### Provided entries
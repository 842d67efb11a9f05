use rand::SeedableRng;
use rand_chacha::ChaCha8Rng;
use tracing::debug;

use crate::{dither::discretize_depth, MicrobatchConfig, ScalingLaws};

#[derive(Debug, Clone, Copy, PartialEq)]
pub struct MicrobatchUpdate {
    pub grad_norm_per_param: f64,
    pub grad_norm_target: f64,
    pub ratio: f64,
    pub estimate: f64,
}

/// Proportional controller for the gradient-accumulation depth.
///
/// Holds a fractional depth estimate that widens when measured gradient norms run above the
/// power-law target and narrows when they fall below it. The depth actually used by each
/// accumulation group is a stochastic rounding of that estimate.
#[derive(Debug)]
pub struct MicrobatchController {
    config: MicrobatchConfig,
    laws: ScalingLaws,
    estimate: f64,
    depth: usize,
    rng: ChaCha8Rng,
}

impl MicrobatchController {
    pub fn new(config: MicrobatchConfig, laws: ScalingLaws, seed: u64) -> Self {
        let mut rng = ChaCha8Rng::seed_from_u64(seed);
        let estimate = config.initial_estimate;
        let depth = discretize_depth(estimate, &mut rng);
        Self {
            config,
            laws,
            estimate,
            depth,
            rng,
        }
    }

    pub fn estimate(&self) -> f64 {
        self.estimate
    }

    /// Accumulation depth of the current group.
    pub fn depth(&self) -> usize {
        self.depth
    }

    pub fn is_resample_step(&self, step: u32) -> bool {
        step % self.config.sample_every == 0
    }

    /// Feeds one whole-model gradient norm measured at `step` into the estimate.
    pub fn observe_grad_norm(&mut self, step: u32, grad_norm: f64) -> MicrobatchUpdate {
        let grad_norm_per_param = self.laws.per_param_grad_norm(grad_norm);
        let grad_norm_target = self.laws.grad_norm_target(step);
        let ratio = grad_norm_per_param / grad_norm_target;

        let gain = self.config.sample_every as f64 * self.config.scale_lr;
        self.estimate *= 1.0 + gain * (ratio - 1.0);
        self.estimate = self.estimate.max(self.config.min_estimate);

        debug!(
            step,
            grad_norm,
            grad_norm_per_param,
            grad_norm_target,
            estimate = self.estimate,
            "Updated accumulation estimate"
        );

        MicrobatchUpdate {
            grad_norm_per_param,
            grad_norm_target,
            ratio,
            estimate: self.estimate,
        }
    }

    /// Draws the accumulation depth for the next group.
    pub fn sample_depth(&mut self) -> usize {
        self.depth = discretize_depth(self.estimate, &mut self.rng);
        self.depth
    }
}

#[cfg(test)]
mod tests {
    use super::*;

    fn controller() -> MicrobatchController {
        MicrobatchController::new(
            MicrobatchConfig::default(),
            ScalingLaws::new(46_009_736),
            100,
        )
    }

    #[test]
    fn starts_at_depth_one() {
        let controller = controller();
        assert_eq!(controller.estimate(), 0.0);
        assert_eq!(controller.depth(), 1);
    }

    #[test]
    fn clamps_to_floor_from_zero() {
        let mut controller = controller();
        let laws = ScalingLaws::new(46_009_736);
        let on_target = laws.grad_norm_target(0) * laws.num_params().sqrt();
        let update = controller.observe_grad_norm(0, on_target);
        assert!((update.ratio - 1.0).abs() < 1e-9);
        assert_eq!(update.estimate, 0.1);
    }

    #[test]
    fn large_gradients_widen_accumulation() {
        let mut controller = controller();
        let laws = ScalingLaws::new(46_009_736);
        let mut last = controller.estimate();
        for step in (0..50).step_by(5) {
            let norm = 4.0 * laws.grad_norm_target(step) * laws.num_params().sqrt();
            let update = controller.observe_grad_norm(step, norm);
            assert!(update.estimate > last || last == 0.0);
            last = update.estimate;
        }
        assert!(controller.sample_depth() > 1);
    }

    #[test]
    fn small_gradients_shrink_to_floor() {
        let mut controller = controller();
        let laws = ScalingLaws::new(46_009_736);
        let big = 4.0 * laws.grad_norm_target(0) * laws.num_params().sqrt();
        for _ in 0..5 {
            controller.observe_grad_norm(0, big);
        }
        assert!(controller.estimate() > 1.0);
        for _ in 0..100 {
            controller.observe_grad_norm(0, 0.0);
        }
        assert_eq!(controller.estimate(), 0.1);
        for _ in 0..100 {
            assert_eq!(controller.sample_depth(), 1);
        }
    }

    #[test]
    fn resamples_on_cadence() {
        let controller = controller();
        assert!(controller.is_resample_step(0));
        assert!(!controller.is_resample_step(3));
        assert!(controller.is_resample_step(10));
    }
}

### Instructions for the task
Repeat each line above exactly as written.

### Answer section
repository 842d67efb11a9f05
use rand::SeedableRng;
use rand_chacha::ChaCha8Rng;
use tracing::debug;

use crate::{dither::discretize_depth, MicrobatchConfig, ScalingLaws};

#[derive(Debug, Clone, Copy, PartialEq)]
pub struct MicrobatchUpdate {
    pub grad_norm_per_param: f64,
    pub grad_norm_target: f64,
    pub ratio: f64,
    pub estimate: f64,
}

/// Proportional controller for the gradient-accumulation depth.
///
/// Holds a fractional depth estimate that widens when measured gradient norms run above the
/// power-law target and narrows when they fall below it. The depth actually used by each
/// accumulation group is a stochastic rounding of that estimate.
#[derive(Debug)]
pub struct MicrobatchController {
    config: MicrobatchConfig,
    laws: ScalingLaws,
    estimate: f64,
    depth: usize,
    rng: ChaCha8Rng,
}

impl MicrobatchController {
    pub fn new(config: MicrobatchConfig, laws: ScalingLaws, seed: u64) -> Self {
        let mut rng = ChaCha8Rng::seed_from_u64(seed);
        let estimate = config.initial_estimate;
        let depth = discretize_depth(estimate, &mut rng);
        Self {
            config,
            laws,
            estimate,
            depth,
            rng,
        }
    }

    pub fn estimate(&self) -> f64 {
        self.estimate
    }

    /// Accumulation depth of the current group.
    pub fn depth(&self) -> usize {
        self.depth
    }

    pub fn is_resample_step(&self, step: u32) -> bool {
        step % self.config.sample_every == 0
    }

    /// Feeds one whole-model gradient norm measured at `step` into the estimate.
    pub fn observe_grad_norm(&mut self, step: u32, grad_norm: f64) -> MicrobatchUpdate {
        let grad_norm_per_param = self.laws.per_param_grad_norm(grad_norm);
        let grad_norm_target = self.laws.grad_norm_target(step);
        let ratio = grad_norm_per_param / grad_norm_target;

        let gain = self.config.sample_every as f64 * self.config.scale_lr;
        self.estimate *= 1.0 + gain * (ratio - 1.0);
        self.estimate = self.estimate.max(self.config.min_estimate);

        debug!(
            step,
            grad_norm,
            grad_norm_per_param,
            grad_norm_target,
            estimate = self.estimate,
            "Updated accumulation estimate"
        );

        MicrobatchUpdate {
            grad_norm_per_param,
            grad_norm_target,
            ratio,
            estimate: self.estimate,
        }
    }

    /// Draws the accumulation depth for the next group.
    pub fn sample_depth(&mut self) -> usize {
        self.depth = discretize_depth(self.estimate, &mut self.rng);
        self.depth
    }
}

#[cfg(test)]
mod tests {
    use super::*;

    fn controller() -> MicrobatchController {
        MicrobatchController::new(
            MicrobatchConfig::default(),
            ScalingLaws::new(46_009_736),
            100,
        )
    }

    #[test]
    fn starts_at_depth_one() {
        let controller = controller();
        assert_eq!(controller.estimate(), 0.0);
        assert_eq!(controller.depth(), 1);
    }

    #[test]
    fn clamps_to_floor_from_zero() {
        let mut controller = controller();
        let laws = ScalingLaws::new(46_009_736);
        let on_target = laws.grad_norm_target(0) * laws.num_params().sqrt();
        let update = controller.observe_grad_norm(0, on_target);
        assert!((update.ratio - 1.0).abs() < 1e-9);
        assert_eq!(update.estimate, 0.1);
    }

    #[test]
    fn large_gradients_widen_accumulation() {
        let mut controller = controller();
        let laws = ScalingLaws::new(46_009_736);
        let mut last = controller.estimate();
        for step in (0..50).step_by(5) {
            let norm = 4.0 * laws.grad_norm_target(step) * laws.num_params().sqrt();
            let update = controller.observe_grad_norm(step, norm);
            assert!(update.estimate > last || last == 0.0);
            last = update.estimate;
        }
        assert!(controller.sample_depth() > 1);
    }

    #[test]
    fn small_gradients_shrink_to_floor() {
        let mut controller = controller();
        let laws = ScalingLaws::new(46_009_736);
        let big = 4.0 * laws.grad_norm_target(0) * laws.num_params().sqrt();
        for _ in 0..5 {
            controller.observe_grad_norm(0, big);
        }
        assert!(controller.estimate() > 1.0);
        for _ in 0..100 {
            controller.observe_grad_norm(0, 0.0);
        }
        assert_eq!(controller.estimate(), 0.1);
        for _ in 0..100 {
            assert_eq!(controller.sample_depth(), 1);
        }
    }

    #[test]
    fn resamples_on_cadence() {
        let controller = controller();
        assert!(controller.is_resample_step(0));
        assert!(!controller.is_resample_step(3));
        assert!(controller.is_resample_step(10));
    }
}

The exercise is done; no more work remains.